Ekspress-AM7
- Names: Экспресс-АМ7 Express-AM7
- Mission type: Communications
- Operator: RSCC
- COSPAR ID: 2015-012A
- SATCAT no.: 40505
- Website: eng.rscc.ru
- Mission duration: 15 years (planned) 10 years, 11 months and 4 days (in progress)

Spacecraft properties
- Spacecraft: Ekspress-AM7
- Spacecraft type: Ekspress
- Bus: Eurostar-3000
- Manufacturer: EADS Astrium
- Launch mass: 5,720 kg (12,610 lb)
- Dry mass: 1,439 kg (3,172 lb)
- Power: 18 kW

Start of mission
- Launch date: 18 March 2015, 22:05:00 UTC
- Rocket: Proton-M / Briz-M
- Launch site: Baikonur, Site 200/39
- Contractor: Khrunichev State Research and Production Space Center
- Entered service: April 2015

Orbital parameters
- Reference system: Geocentric orbit
- Regime: Geostationary orbit
- Longitude: 40° East (2015–present)

Transponders
- Band: 62 transponders: 24 C-band 36 Ku-band 2 L-band
- Coverage area: Russia, CIS

= Ekspress-AM7 =

Russian communications satellite

Ekspress-AM7 (Экспресс-АМ7 meaning Express-AM7) is a Russian communications satellite operated by the Russian Satellite Communications Company (RSCC).

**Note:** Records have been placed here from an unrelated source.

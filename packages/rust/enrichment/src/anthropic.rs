//! Anthropic Messages API backend.

use std::time::Duration;

use async_trait::async_trait;
use reqwest::Client;
use serde::{Deserialize, Serialize};
use tiki_shared::{EnrichmentConfig, Result, TikiError};
use tracing::{debug, instrument};
use url::Url;

use crate::backend::{Completion, CompletionBackend};

/// API version header value.
const ANTHROPIC_VERSION: &str = "2023-06-01";

const USER_AGENT: &str = concat!("Tiki/", env!("CARGO_PKG_VERSION"));

// --- Messages API request and response structures ---

#[derive(Serialize)]
struct MessagesRequest<'a> {
    model: &'a str,
    max_tokens: u32,
    system: &'a str,
    messages: Vec<Message<'a>>,
}

#[derive(Serialize)]
struct Message<'a> {
    role: &'a str,
    content: &'a str,
}

#[derive(Deserialize, Debug)]
struct MessagesResponse {
    model: String,
    content: Vec<ContentBlock>,
    #[serde(default)]
    usage: Usage,
}

#[derive(Deserialize, Debug)]
struct ContentBlock {
    #[serde(rename = "type")]
    kind: String,
    #[serde(default)]
    text: Option<String>,
}

#[derive(Deserialize, Debug, Default)]
struct Usage {
    #[serde(default)]
    input_tokens: u64,
    #[serde(default)]
    output_tokens: u64,
}

// --- Backend implementation ---

/// Calls `POST {api_url}/v1/messages`.
#[derive(Clone)]
pub struct AnthropicBackend {
    client: Client,
    endpoint: Url,
    api_key: String,
    model: String,
    max_tokens: u32,
}

impl std::fmt::Debug for AnthropicBackend {
    fn fmt(&self, f: &mut std::fmt::Formatter<'_>) -> std::fmt::Result {
        f.debug_struct("AnthropicBackend")
            .field("endpoint", &self.endpoint.as_str())
            .field("model", &self.model)
            .field("max_tokens", &self.max_tokens)
            .finish_non_exhaustive()
    }
}

impl AnthropicBackend {
    pub fn new(config: &EnrichmentConfig, api_key: impl Into<String>) -> Result<Self> {
        let mut base = Url::parse(&config.api_url).map_err(|e| {
            TikiError::config(format!("invalid enrichment API URL '{}': {e}", config.api_url))
        })?;
        if !base.path().ends_with('/') {
            let prefixed = format!("{}/", base.path());
            base.set_path(&prefixed);
        }
        let endpoint = base
            .join("v1/messages")
            .map_err(|e| TikiError::config(format!("invalid enrichment endpoint: {e}")))?;

        let client = Client::builder()
            .user_agent(USER_AGENT)
            .timeout(Duration::from_secs(config.timeout_secs))
            .build()
            .map_err(|e| TikiError::Network(format!("failed to build HTTP client: {e}")))?;

        Ok(Self {
            client,
            endpoint,
            api_key: api_key.into(),
            model: config.model.clone(),
            max_tokens: config.max_tokens,
        })
    }
}

#[async_trait]
impl CompletionBackend for AnthropicBackend {
    #[instrument(skip_all, fields(model = %self.model))]
    async fn complete(&self, system_prompt: &str, user_prompt: &str) -> Result<Completion> {
        let request_body = MessagesRequest {
            model: &self.model,
            max_tokens: self.max_tokens,
            system: system_prompt,
            messages: vec![Message {
                role: "user",
                content: user_prompt,
            }],
        };

        let response = self
            .client
            .post(self.endpoint.clone())
            .header("x-api-key", &self.api_key)
            .header("anthropic-version", ANTHROPIC_VERSION)
            .json(&request_body)
            .send()
            .await
            .map_err(|e| TikiError::Enrichment(format!("{}: {e}", self.endpoint)))?;

        let status = response.status();
        if !status.is_success() {
            let error_text = response.text().await.unwrap_or_default();
            return Err(TikiError::Enrichment(format!(
                "HTTP {status}: {}",
                error_text.chars().take(500).collect::<String>()
            )));
        }

        let body: MessagesResponse = response
            .json()
            .await
            .map_err(|e| TikiError::Enrichment(format!("unreadable messages response: {e}")))?;

        let text = body
            .content
            .into_iter()
            .find(|block| block.kind == "text")
            .and_then(|block| block.text)
            .ok_or_else(|| TikiError::Enrichment("response contained no text block".into()))?;

        debug!(
            input_tokens = body.usage.input_tokens,
            output_tokens = body.usage.output_tokens,
            "completion received"
        );

        Ok(Completion {
            text,
            model: body.model,
            input_tokens: body.usage.input_tokens,
            output_tokens: body.usage.output_tokens,
        })
    }
}

#[cfg(test)]
mod tests {
    use super::*;
    use serde_json::json;
    use wiremock::matchers::{body_partial_json, header, method, path};
    use wiremock::{Mock, MockServer, ResponseTemplate};

    fn backend_for(server: &MockServer) -> AnthropicBackend {
        let config = EnrichmentConfig {
            api_url: server.uri(),
            model: "claude-test".into(),
            timeout_secs: 5,
            ..EnrichmentConfig::default()
        };
        AnthropicBackend::new(&config, "sk-test").unwrap()
    }

    #[tokio::test]
    async fn sends_messages_request() {
        let server = MockServer::start().await;

        Mock::given(method("POST"))
            .and(path("/v1/messages"))
            .and(header("x-api-key", "sk-test"))
            .and(header("anthropic-version", "2023-06-01"))
            .and(body_partial_json(json!({
                "model": "claude-test",
                "max_tokens": 1024,
                "system": "be terse",
                "messages": [{"role": "user", "content": "hello"}]
            })))
            .respond_with(ResponseTemplate::new(200).set_body_json(json!({
                "id": "msg_1",
                "type": "message",
                "role": "assistant",
                "model": "claude-test-20250101",
                "content": [{"type": "text", "text": "{\"description\": \"hi\"}"}],
                "usage": {"input_tokens": 12, "output_tokens": 5}
            })))
            .expect(1)
            .mount(&server)
            .await;

        let completion = backend_for(&server)
            .complete("be terse", "hello")
            .await
            .unwrap();
        assert_eq!(completion.text, "{\"description\": \"hi\"}");
        assert_eq!(completion.model, "claude-test-20250101");
        assert_eq!(completion.input_tokens, 12);
        assert_eq!(completion.output_tokens, 5);
    }

    #[tokio::test]
    async fn error_status_is_enrichment_error() {
        let server = MockServer::start().await;

        Mock::given(method("POST"))
            .and(path("/v1/messages"))
            .respond_with(ResponseTemplate::new(401).set_body_json(json!({
                "type": "error",
                "error": {"type": "authentication_error", "message": "invalid x-api-key"}
            })))
            .mount(&server)
            .await;

        let err = backend_for(&server).complete("s", "u").await.unwrap_err();
        assert!(matches!(err, TikiError::Enrichment(_)));
        assert!(err.to_string().contains("401"));
    }

    #[tokio::test]
    async fn response_without_text_block_fails() {
        let server = MockServer::start().await;

        Mock::given(method("POST"))
            .and(path("/v1/messages"))
            .respond_with(ResponseTemplate::new(200).set_body_json(json!({
                "model": "claude-test",
                "content": [],
                "usage": {"input_tokens": 1, "output_tokens": 0}
            })))
            .mount(&server)
            .await;

        let err = backend_for(&server).complete("s", "u").await.unwrap_err();
        assert!(matches!(err, TikiError::Enrichment(_)));
    }

    #[test]
    fn debug_hides_api_key() {
        let backend = AnthropicBackend::new(&EnrichmentConfig::default(), "sk-secret").unwrap();
        assert!(!format!("{backend:?}").contains("sk-secret"));
    }
}
//! Tiki CLI: document metadata enrichment to DCAT-AP.
//!
//! Serves the HTTP API or runs the extraction and enrichment pipeline
//! against local files, then inspects and edits the resulting records.

mod commands;

use clap::Parser;
use color_eyre::eyre::Result;

use commands::Cli;

#[tokio::main]
async fn main() -> Result<()> {
    color_eyre::install()?;
    let cli = Cli::parse();
    commands::init_tracing(&cli);
    commands::run(cli).await
}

== Satellite description ==
EADS Astrium, was contracted in March 2012, which had become part of Airbus Defence and Space by the time of the satellite's launch, constructed Ekspress-AM7, which was based on the Eurostar-3000 satellite bus. The satellite has a mass of 5720 kg, provides 18 kilowatts to its payload, and a planned operational lifespan of 15 years. The satellite carried 62 transponders: 24 operating in the C-band of the electromagnetic spectrum, 36 in the Ku-band and 2 in the L-band. It is a replacemt for Ekspress-AM1.

== Launch ==
Khrunichev was contracted to launch Ekspress-AM7, using a Proton-M / Briz-M launch vehicle - the same configuration that had failed to deploy the similar Ekspress-AM4 and Ekspress-AM4R. The launch took place from Site 200/39 at the Baikonur Cosmodrome, at 22:05:00 UTC on 18 March 2015. The satellite was deployed into the planned geostationary transfer orbit (GTO).